Paulus erinnert uns daran, uns untereinander zu trösten. Das heißt auch, sich seiner Sehnsucht nach Trost bewusst zu sein und sich trösten zu lassen. Dann kann ich Liebe und Zuneigung, Stärkung und neue Zuversicht erleben und über Verletzungen hinaus neue Kraft schöpfen. Die Verse aus dem Thessalonicherbrief wollen uns dazu ermuntern, uns unserer Sehnsucht nach Trost zu stellen, Trost anzunehmen und zu geben. »Wir werden bei dem Herrn sein allezeit. So tröstet euch mit diesen Worten untereinander!«
Gebet:
»Manchmal bin ich ganz unten. Dann sehne ich mich nach einem Menschen, der mich versteht. Der merkt, wie es mir geht. Gott, schenke mir den Mut, mich zu meiner Traurigkeit zu bekennen, damit ich Trost erfahren kann.

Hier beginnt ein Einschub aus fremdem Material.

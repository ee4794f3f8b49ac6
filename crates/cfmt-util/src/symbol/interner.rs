//! String interner implementation using DashMap for concurrent access.
//!
//! This module provides a thread-safe string interner optimized for compiler use cases:
//! - Lock-free concurrent access via DashMap
//! - Fast hashing with AHasher
//! - Statistics tracking for profiling
//! - Pre-allocated buffer for common symbols
//!
//! # Performance Characteristics
//!
//! - **Interning (hit)**: O(1) - hash lookup only
//! - **Interning (miss)**: O(1) - hash insert + allocation
//! - **Symbol comparison**: O(1) - pointer/index comparison
//! - **String retrieval**: O(n) - linear search by index (rare operation)
//!
//! # Thread Safety
//!
//! The interner is fully thread-safe (`Sync + Send`). Multiple threads can intern
//! strings concurrently without blocking each other, thanks to DashMap's
//! lock-free design.

use ahash::AHasher;
use dashmap::DashMap;
use std::hash::{Hash, Hasher};
use std::sync::atomic::{AtomicU32, AtomicUsize, Ordering};
use std::sync::LazyLock;

use super::{InternerStats, Symbol};

/// Global string table instance using DashMap for concurrent access
///
/// Initialized on first use via `LazyLock`.
pub static STRING_TABLE: LazyLock<StringTable> = LazyLock::new(StringTable::new);

/// Thread-safe string table using DashMap
///
/// This structure holds all interned strings. It uses DashMap for
/// lock-free concurrent access, which provides better performance
/// than `RwLock<HashMap>` for read-heavy workloads.
///
/// # Memory Layout
///
/// Strings are allocated on the heap and leaked (intentionally) to obtain
/// `'static` lifetime references. This is safe because:
/// 1. The string table lives for the entire program duration
/// 2. Interned strings are never removed
/// 3. This avoids lifetime tracking overhead
pub struct StringTable {
    /// Maps string hash to (string, symbol index) for fast lookup
    ///
    /// Using `u64` hash as key enables O(1) lookup without string comparison
    /// in the common case (no hash collision).
    map: DashMap<u64, (&'static str, u32)>,

    /// Counter for next index (atomic for lock-free increment)
    ///
    /// Starts at `RESERVED_SYMBOLS_END` to leave room for pre-defined keywords.
    next_index: AtomicU32,

    /// Number of hash collisions encountered
    ///
    /// Useful for profiling hash function quality.
    collisions: AtomicUsize,

    /// Number of cache hits (string already interned)
    hits: AtomicUsize,

    /// Number of cache misses (new string allocation)
    misses: AtomicUsize,
}

/// Symbols below this index are reserved (see [`super::RESERVED_SYMBOLS_END`]).
/// Nothing currently pre-interns into this range; `next_index` simply starts
/// above it so a future caller can do so without colliding with dynamically
/// interned text.
const RESERVED_SYMBOLS_END: u32 = 512;

impl StringTable {
    /// Create a new empty string table.
    ///
    /// The table starts with default capacity and grows as needed.
    #[inline]
    fn new() -> Self {
        Self {
            map: DashMap::with_capacity(256),
            next_index: AtomicU32::new(RESERVED_SYMBOLS_END),
            collisions: AtomicUsize::new(0),
            hits: AtomicUsize::new(0),
            misses: AtomicUsize::new(0),
        }
    }

    /// Intern a string, returning its symbol
    ///
    /// This function is thread-safe and uses DashMap for concurrent access.
    /// If the string is already interned, returns the existing symbol.
    /// Otherwise, allocates a new entry and returns a new symbol.
    ///
    /// # Performance
    ///
    /// - **Best case** (string already interned): O(1) hash lookup
    /// - **Worst case** (new unique string): O(1) hash insert + allocation
    ///
    /// # Thread Safety
    ///
    /// This function is thread-safe. Multiple threads can intern strings
    /// concurrently without blocking each other.
    ///
    /// # Statistics
    ///
    /// Each call updates hit/miss counters for profiling. Use
    /// [`StringTable::stats()`] to retrieve statistics.
    pub fn intern(&self, string: &str) -> Symbol {
        let hash = Self::hash_string(string);

        // Fast path: check if string is already interned
        if let Some(entry) = self.map.get(&hash) {
            if entry.value().0 == string {
                self.hits.fetch_add(1, Ordering::Relaxed);
                return Symbol { index: entry.value().1 };
            }
        }

        // Slow path: need to insert
        self.misses.fetch_add(1, Ordering::Relaxed);

        match self.map.entry(hash) {
            dashmap::mapref::entry::Entry::Occupied(entry) => {
                // Hash collision - check if string matches
                if entry.get().0 == string {
                    return Symbol { index: entry.get().1 };
                }
                // Different string with same hash - handle collision
                self.handle_collision(string, hash)
            }
            dashmap::mapref::entry::Entry::Vacant(entry) => {
                // Allocate new string with 'static lifetime
                let interned: &'static str = Box::leak(string.to_string().into_boxed_str());
                let idx = self.next_index.fetch_add(1, Ordering::Relaxed);
                entry.insert((interned, idx));
                Symbol { index: idx }
            }
        }
    }

    /// Handle hash collisions by probing with modified hashes
    ///
    /// Uses linear probing with a prime-based offset to find an empty slot
    /// or the existing string entry.
    ///
    /// # Arguments
    ///
    /// * `string` - The string to intern
    /// * `original_hash` - The original hash that collided
    ///
    /// # Returns
    ///
    /// The symbol for the string (either existing or newly created)
    fn handle_collision(&self, string: &str, original_hash: u64) -> Symbol {
        // Linear probing with prime-based offset for better distribution
        const MAX_PROBES: u64 = 32;
        const PROBE_PRIME: u64 = 0x9e3779b97f4a7c15; // Golden ratio constant

        for i in 1u64..=MAX_PROBES {
            let probe_hash = original_hash.wrapping_add(i.wrapping_mul(PROBE_PRIME));

            if let Some(entry) = self.map.get(&probe_hash) {
                if entry.value().0 == string {
                    return Symbol { index: entry.value().1 };
                }
            } else {
                // Found empty slot
                self.collisions.fetch_add(1, Ordering::Relaxed);
                let interned: &'static str = Box::leak(string.to_string().into_boxed_str());
                let idx = self.next_index.fetch_add(1, Ordering::Relaxed);
                self.map.insert(probe_hash, (interned, idx));
                return Symbol { index: idx };
            }
        }

        // Fallback: extremely unlikely to reach here
        // Use original hash and accept potential overwrite
        self.collisions.fetch_add(1, Ordering::Relaxed);
        let interned: &'static str = Box::leak(string.to_string().into_boxed_str());
        let idx = self.next_index.fetch_add(1, Ordering::Relaxed);
        self.map.insert(original_hash, (interned, idx));
        Symbol { index: idx }
    }

    /// Get string by symbol
    ///
    /// # Performance
    ///
    /// O(n) where n is the number of interned strings, as DashMap doesn't
    /// support efficient index-based lookup. This is a deliberate trade-off
    /// for better concurrent write performance.
    ///
    /// # Panics
    ///
    /// Returns `None` if the symbol is invalid (e.g., created manually with
    /// an out-of-bounds index that doesn't exist in the table).
    pub fn get(&self, symbol: Symbol) -> Option<&'static str> {
        // Linear search by index - O(n) but should be rare
        self.map
            .iter()
            .find(|entry| entry.value().1 == symbol.index)
            .map(|entry| entry.value().0)
    }

    /// Compute hash of string using AHasher
    ///
    /// AHasher is a non-cryptographic hash function optimized for speed
    /// while maintaining good distribution properties.
    #[inline]
    fn hash_string(string: &str) -> u64 {
        let mut hasher = AHasher::default();
        string.hash(&mut hasher);
        hasher.finish()
    }

    /// Get statistics about the string table for profiling
    ///
    /// Returns an `InternerStats` struct with detailed information about
    /// memory usage, efficiency, and performance characteristics.
    ///
    /// # Thread Safety
    ///
    /// This function is thread-safe and can be called concurrently.
    pub fn stats(&self) -> InternerStats {
        let count = self.map.len();
        let capacity = self.map.capacity();
        let collisions = self.collisions.load(Ordering::Relaxed);
        let hits = self.hits.load(Ordering::Relaxed);
        let misses = self.misses.load(Ordering::Relaxed);

        InternerStats {
            count,
            capacity,
            collisions,
            hits,
            misses,
        }
    }

    /// Reset statistics counters (useful for benchmarking)
    ///
    /// # Thread Safety
    ///
    /// This function is thread-safe but may race with concurrent
    /// interning operations. Use only in single-threaded benchmarks.
    #[cfg(test)]
    pub(crate) fn reset_stats(&self) {
        self.collisions.store(0, Ordering::Relaxed);
        self.hits.store(0, Ordering::Relaxed);
        self.misses.store(0, Ordering::Relaxed);
    }
}

#[cfg(test)]
mod tests {
    use super::*;
    use std::thread;

    #[test]
    fn test_intern_same_string() {
        let s1 = STRING_TABLE.intern("hello");
        let s2 = STRING_TABLE.intern("hello");
        assert_eq!(s1, s2);
    }

    #[test]
    fn test_intern_different_strings() {
        let s1 = STRING_TABLE.intern("hello");
        let s2 = STRING_TABLE.intern("world");
        assert_ne!(s1, s2);
    }

    #[test]
    fn test_get_string() {
        let symbol = STRING_TABLE.intern("test_string");
        let string = STRING_TABLE.get(symbol);
        assert_eq!(string, Some("test_string"));
    }

    #[test]
    fn test_concurrent_intern() {
        let handles: Vec<_> = (0..20)
            .map(|i| {
                thread::spawn(move || {
                    let s = STRING_TABLE.intern(&format!("thread_{}", i));
                    (i, s)
                })
            })
            .collect();

        let results: Vec<_> = handles.into_iter().map(|h| h.join().unwrap()).collect();

        // All symbols should be unique
        let symbols: Vec<_> = results.iter().map(|(_, s)| *s).collect();
        for i in 0..symbols.len() {
            for j in (i + 1)..symbols.len() {
                assert_ne!(symbols[i], symbols[j]);
            }
        }
    }

    #[test]
    fn test_concurrent_same_string() {
        let handles: Vec<_> = (0..10)
            .map(|_| {
                thread::spawn(|| {
                    let s = STRING_TABLE.intern("concurrent_same");
                    s
                })
            })
            .collect();

        let results: Vec<_> = handles.into_iter().map(|h| h.join().unwrap()).collect();

        // All should be the same symbol
        for symbol in &results[1..] {
            assert_eq!(results[0], *symbol);
        }
    }

    #[test]
    fn test_stats_tracking() {
        STRING_TABLE.reset_stats();

        // First intern should be a miss
        let _ = STRING_TABLE.intern("new_unique_string_12345");
        let stats = STRING_TABLE.stats();
        assert!(stats.misses >= 1);

        // Second intern of same string should be a hit
        let _ = STRING_TABLE.intern("new_unique_string_12345");
        let stats = STRING_TABLE.stats();
        assert!(stats.hits >= 1);
    }

    #[test]
    fn test_stats_struct() {
        let _ = STRING_TABLE.intern("test_stats_struct_marker");
        let stats = STRING_TABLE.stats();
        assert!(stats.count > 0);
        assert!(stats.capacity >= stats.count);
        assert!(stats.load_factor() >= 0.0);
        assert!(stats.load_factor() <= 1.0);
    }

    #[test]
    fn test_hash_collision_handling() {
        // Intern many strings to increase collision probability
        let mut symbols = Vec::new();
        for i in 0..1000 {
            let s = STRING_TABLE.intern(&format!("collision_test_{}", i));
            symbols.push(s);
        }

        // All should be unique
        for i in 0..symbols.len() {
            for j in (i + 1)..symbols.len() {
                assert_ne!(symbols[i], symbols[j]);
            }
        }

        // Verify we can retrieve all strings
        for (i, sym) in symbols.iter().enumerate() {
            let expected = format!("collision_test_{}", i);
            assert_eq!(STRING_TABLE.get(*sym), Some(expected.as_str()));
        }
    }

    #[test]
    fn test_empty_string() {
        let s = STRING_TABLE.intern("");
        assert_eq!(STRING_TABLE.get(s), Some(""));
    }

    #[test]
    fn test_unicode_strings() {
        let test_cases = ["你好", "世界", "🦀", "こんにちは", "Привет"];

        for test in &test_cases {
            let sym = STRING_TABLE.intern(test);
            assert_eq!(STRING_TABLE.get(sym), Some(*test));
        }
    }

    #[test]
    fn test_long_strings() {
        let long_string = "a".repeat(10000);
        let sym = STRING_TABLE.intern(&long_string);
        assert_eq!(STRING_TABLE.get(sym), Some(long_string.as_str()));
    }

    #[test]
    fn test_thread_safety_stress() {
        const THREADS: usize = 50;
        const ITERATIONS: usize = 100;

        let handles: Vec<_> = (0..THREADS)
            .map(|t| {
                thread::spawn(move || {
                    let mut local_symbols = Vec::new();
                    for i in 0..ITERATIONS {
                        let s = STRING_TABLE.intern(&format!("stress_{}_{}", t, i));
                        local_symbols.push(s);
                    }
                    local_symbols
                })
            })
            .collect();

        let results: Vec<_> = handles.into_iter().map(|h| h.join().unwrap()).collect();

        // Verify all symbols within each thread are unique
        for symbols in &results {
            for i in 0..symbols.len() {
                for j in (i + 1)..symbols.len() {
                    assert_ne!(symbols[i], symbols[j]);
                }
            }
        }
    }

    #[test]
    fn test_send_sync() {
        fn assert_send_sync<T: Send + Sync>() {}
        assert_send_sync::<StringTable>();
    }
}
//! Diagnostic severity levels and label styles.
//!
//! This module provides types for categorizing diagnostic severity and
//! the visual style of span labels in multi-span diagnostics.
//!
//! # Examples
//!
//! ```
//! use cfmt_util::diagnostic::{Level, LabelStyle};
//!
//! // Check diagnostic severity
//! assert!(Level::Error.is_error());
//! assert!(!Level::Warning.is_error());
//!
//! // Label styles for multi-span diagnostics
//! assert_eq!(LabelStyle::Primary.as_str(), "^");
//! assert_eq!(LabelStyle::Secondary.as_str(), "-");
//! ```

use std::fmt;

/// Diagnostic severity level
///
/// Each diagnostic has a severity level that determines:
/// - Whether compilation can continue
/// - How the diagnostic is displayed (color, emphasis)
/// - Whether it can be suppressed
///
/// # Examples
///
//! ```
//! use cfmt_util::diagnostic::Level;
//!
//! assert_eq!(format!("{}", Level::Error), "error");
//! assert_eq!(format!("{}", Level::Warning), "warning");
//! ```
#[derive(Clone, Copy, Debug, PartialEq, Eq, PartialOrd, Ord, Hash)]
pub enum Level {
    /// An error that prevents compilation
    ///
    /// Errors indicate fundamental problems that make the code invalid.
    /// Compilation cannot proceed when errors are present.
    Error,
    /// A warning that doesn't prevent compilation
    ///
    /// Warnings indicate suspicious or potentially problematic code that
    /// is still technically valid. Compilation can proceed with warnings.
    Warning,
    /// Additional information about a diagnostic
    ///
    /// Notes provide context or explanation for why a diagnostic was emitted.
    /// They are always attached to a parent diagnostic.
    Note,
    /// A suggestion for fixing an issue
    ///
    /// Help messages provide actionable suggestions for resolving the
    /// diagnostic. They often include code examples or specific changes.
    Help,
    /// A bug message indicating an internal compiler issue
    ///
    /// Bug diagnostics indicate that the compiler itself encountered
    /// an unexpected situation. These should be reported to the compiler team.
    Bug,
}

impl Level {
    /// Returns true if this level represents an error
    ///
    /// # Examples
    ///
    /// ```
    /// use cfmt_util::diagnostic::Level;
    ///
    /// assert!(Level::Error.is_error());
    /// assert!(!Level::Warning.is_error());
    /// ```
    #[inline]
    pub const fn is_error(&self) -> bool {
        matches!(self, Level::Error)
    }

    /// Returns true if this level represents a warning
    ///
    /// # Examples
    ///
    /// ```
    /// use cfmt_util::diagnostic::Level;
    ///
    /// assert!(Level::Warning.is_warning());
    /// assert!(!Level::Error.is_warning());
    /// ```
    #[inline]
    pub const fn is_warning(&self) -> bool {
        matches!(self, Level::Warning)
    }

    /// Returns true if this level is informational (Note or Help)
    ///
    /// # Examples
    ///
    /// ```
    /// use cfmt_util::diagnostic::Level;
    ///
    /// assert!(Level::Note.is_info());
    /// assert!(Level::Help.is_info());
    /// assert!(!Level::Error.is_info());
    /// ```
    #[inline]
    pub const fn is_info(&self) -> bool {
        matches!(self, Level::Note | Level::Help)
    }

    /// Returns the canonical name for this level
    ///
    /// # Examples
    ///
    /// ```
    /// use cfmt_util::diagnostic::Level;
    ///
    /// assert_eq!(Level::Error.name(), "error");
    /// assert_eq!(Level::Warning.name(), "warning");
    /// ```
    #[inline]
    pub const fn name(&self) -> &'static str {
        match self {
            Level::Error => "error",
            Level::Warning => "warning",
            Level::Note => "note",
            Level::Help => "help",
            Level::Bug => "error: internal compiler error",
        }
    }

    /// Returns the color code for this level (ANSI)
    ///
    /// # Examples
    ///
    /// ```
    /// use cfmt_util::diagnostic::Level;
    ///
    /// // Error is red (31), Warning is yellow (33)
    /// assert!(Level::Error.color_code().is_some());
    /// ```
    #[inline]
    pub const fn color_code(&self) -> Option<&'static str> {
        match self {
            Level::Error => Some("31"),    // Red
            Level::Warning => Some("33"),  // Yellow
            Level::Note => Some("36"),     // Cyan
            Level::Help => Some("32"),     // Green
            Level::Bug => Some("35"),      // Magenta
        }
    }

    /// Returns the intensity modifier for terminal output
    ///
    /// Errors and bugs are displayed with bold emphasis.
    ///
    /// # Examples
    ///
    /// ```
    /// use cfmt_util::diagnostic::Level;
    ///
    /// assert_eq!(Level::Error.intensity(), "1");  // Bold
    /// assert_eq!(Level::Note.intensity(), "0");   // Normal
    /// ```
    #[inline]
    pub const fn intensity(&self) -> &'static str {
        match self {
            Level::Error | Level::Bug => "1",  // Bold
            _ => "0",                           // Normal
        }
    }

    /// Returns a short single-character indicator for this level
    ///
    /// # Examples
    ///
    /// ```
    /// use cfmt_util::diagnostic::Level;
    ///
    /// assert_eq!(Level::Error.indicator(), "E");
    /// assert_eq!(Level::Warning.indicator(), "W");
    /// ```
    #[inline]
    pub const fn indicator(&self) -> &'static str {
        match self {
            Level::Error => "E",
            Level::Warning => "W",
            Level::Note => "N",
            Level::Help => "H",
            Level::Bug => "!",
        }
    }
}

impl fmt::Display for Level {
    fn fmt(&self, f: &mut fmt::Formatter<'_>) -> fmt::Result {
        write!(f, "{}", self.name())
    }
}

/// Style for span labels in multi-span diagnostics
///
/// When a diagnostic has multiple spans, each span can have a label
/// with a specific style that affects how it's displayed.
///
/// # Examples
///
/// ```
/// use cfmt_util::diagnostic::LabelStyle;
///
/// // Primary spans use ^^^ underline
/// assert_eq!(LabelStyle::Primary.as_str(), "^");
///
/// // Secondary spans use --- underline
/// assert_eq!(LabelStyle::Secondary.as_str(), "-");
/// ```
#[derive(Clone, Copy, Debug, PartialEq, Eq, Hash)]
pub enum LabelStyle {
    /// Primary span - the main location of the issue
    ///
    /// Displayed with `^` characters. There should typically be only
    /// one primary span per diagnostic.
    Primary,
    /// Secondary span - additional context or related locations
    ///
    /// Displayed with `-` characters. Used for showing related code
    /// locations that provide context for the diagnostic.
    Secondary,
}

impl LabelStyle {
    /// Returns the underline character for this style
    ///
    /// # Examples
    ///
    /// ```
    /// use cfmt_util::diagnostic::LabelStyle;
    ///
    /// assert_eq!(LabelStyle::Primary.underline_char(), '^');
    /// assert_eq!(LabelStyle::Secondary.underline_char(), '-');
    /// ```
    #[inline]
    pub const fn underline_char(&self) -> char {
        match self {
            LabelStyle::Primary => '^',
            LabelStyle::Secondary => '-',
        }
    }

    /// Returns the string representation for formatting
    ///
    /// # Examples
    ///
    /// ```
    /// use cfmt_util::diagnostic::LabelStyle;
    ///
    /// assert_eq!(LabelStyle::Primary.as_str(), "^");
    /// ```
    #[inline]
    pub const fn as_str(&self) -> &'static str {
        match self {
            LabelStyle::Primary => "^",
            LabelStyle::Secondary => "-",
        }
    }

    /// Returns true if this is a primary label
    ///
    /// # Examples
    ///
    /// ```
    /// use cfmt_util::diagnostic::LabelStyle;
    ///
    /// assert!(LabelStyle::Primary.is_primary());
    /// assert!(!LabelStyle::Secondary.is_primary());
    /// ```
    #[inline]
    pub const fn is_primary(&self) -> bool {
        matches!(self, LabelStyle::Primary)
    }

    /// Returns true if this is a secondary label
    ///
    /// # Examples
    ///
    /// ```
    /// use cfmt_util::diagnostic::LabelStyle;
    ///
    /// assert!(LabelStyle::Secondary.is_secondary());
    /// assert!(!LabelStyle::Primary.is_secondary());
    /// ```
    #[inline]
    pub const fn is_secondary(&self) -> bool {
        matches!(self, LabelStyle::Secondary)
    }
}

impl fmt::Display for LabelStyle {
    fn fmt(&self, f: &mut fmt::Formatter<'_>) -> fmt::Result {
        write!(f, "{}", self.as_str())
    }
}

/// Color configuration for diagnostic rendering
///
/// Controls how colors are applied when rendering diagnostics to the terminal.
///
/// # Examples
///
/// ```
/// use cfmt_util::diagnostic::ColorConfig;
///
/// // Auto-detect terminal support
/// let config = ColorConfig::Auto;
///
/// // Force colors on
/// let config = ColorConfig::Always;
///
/// // Disable colors
/// let config = ColorConfig::Never;
/// ```
#[derive(Clone, Copy, Debug, PartialEq, Eq, Hash, Default)]
pub enum ColorConfig {
    /// Automatically detect terminal color support
    #[default]
    Auto,
    /// Always use colors, even in pipes
    Always,
    /// Never use colors
    Never,
    /// Use ANSI colors only
    Ansi,
}

impl ColorConfig {
    /// Returns true if colors should be used for the given environment
    ///
    /// # Arguments
    ///
    /// * `is_tty` - Whether the output is a terminal
    ///
    /// # Examples
    ///
    /// ```
    /// use cfmt_util::diagnostic::ColorConfig;
    ///
    /// assert!(ColorConfig::Always.use_color(true));
    /// assert!(!ColorConfig::Never.use_color(true));
    /// ```
    pub fn use_color(&self, is_tty: bool) -> bool {
        match self {
            ColorConfig::Auto => is_tty,
            ColorConfig::Always => true,
            ColorConfig::Never => false,
            ColorConfig::Ansi => true,
        }
    }

    /// Returns true if this configuration enables colors
    ///
    /// # Examples
    ///
    /// ```
    /// use cfmt_util::diagnostic::ColorConfig;
    ///
    /// assert!(ColorConfig::Always.is_enabled());
    /// assert!(!ColorConfig::Never.is_enabled());
    /// ```
    pub const fn is_enabled(&self) -> bool {
        matches!(self, ColorConfig::Always | ColorConfig::Ansi)
    }
}
//! `cfmt` — tokenizes a C source file and reports lexical errors.
//!
//! Reformatting, diffing, and in-place rewriting are not implemented here
//! yet; those need `cfmt-doc`'s layout and `cfmt-ruler`'s column alignment
//! to be more than interface stubs.

use std::process::ExitCode;

use clap::Parser as ClapParser;

use cfmt_drv::Config;

#[derive(ClapParser, Debug)]
#[command(name = "cfmt", about = "A C source formatter")]
struct Args {
    /// File to format.
    file: std::path::PathBuf,

    /// Print verbose diagnostic prefixes (function:line).
    #[arg(short, long)]
    verbose: bool,

    /// Width of one tab stop.
    #[arg(long, default_value_t = 4)]
    tab_width: u32,

    /// Hard line-length ceiling.
    #[arg(long, default_value_t = 100)]
    max_width: u32,

    /// Preferred line-length before the hard ceiling.
    #[arg(long, default_value_t = 80)]
    soft_width: u32,

    /// Print a diff instead of reformatted output.
    #[arg(long)]
    diff: bool,

    /// Rewrite the file in place.
    #[arg(short = 'i', long = "in-place")]
    in_place: bool,

    /// Exit non-zero if the file isn't already formatted; write nothing.
    #[arg(long)]
    check: bool,
}

fn main() -> ExitCode {
    tracing_subscriber::fmt()
        .with_env_filter(tracing_subscriber::EnvFilter::from_default_env())
        .init();

    let args = Args::parse();
    let config = Config {
        path: args.file,
        verbose: args.verbose,
        tab_width: args.tab_width,
        max_width: args.max_width,
        soft_width: args.soft_width,
        diff: args.diff,
        in_place: args.in_place,
        check: args.check,
    };

    let report = match cfmt_drv::run(&config) {
        Ok(report) => report,
        Err(err) => {
            tracing::error!("{err}");
            return ExitCode::FAILURE;
        }
    };

    tracing::info!(
        path = %report.path.display(),
        tokens = report.token_count,
        "tokenized"
    );

    for err in &report.errors {
        eprintln!(
            "{}:{}:{}: lex error near \"{}\"",
            report.path.display(),
            err.line,
            err.column,
            err.lexeme
        );
    }

    if report.has_errors() {
        ExitCode::FAILURE
    } else {
        ExitCode::SUCCESS
    }
}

Schenke mir wache Sinne, damit ich wahrnehme, wer mir nahe ist und wen ich ansprechen kann. Bewahre mich vor Verletzungen, schütze mich vor denen, die meine Offenheit als Schwäche abtun. Guter Gott, wenn es Trost gibt, dann lass ihn mich erfahren. Amen.« (Klaus Schaab)
Ich wünsche Ihnen zum Ewigkeitssonntag den Mut, tröstende Menschen in Ihrer Nähe anzusprechen.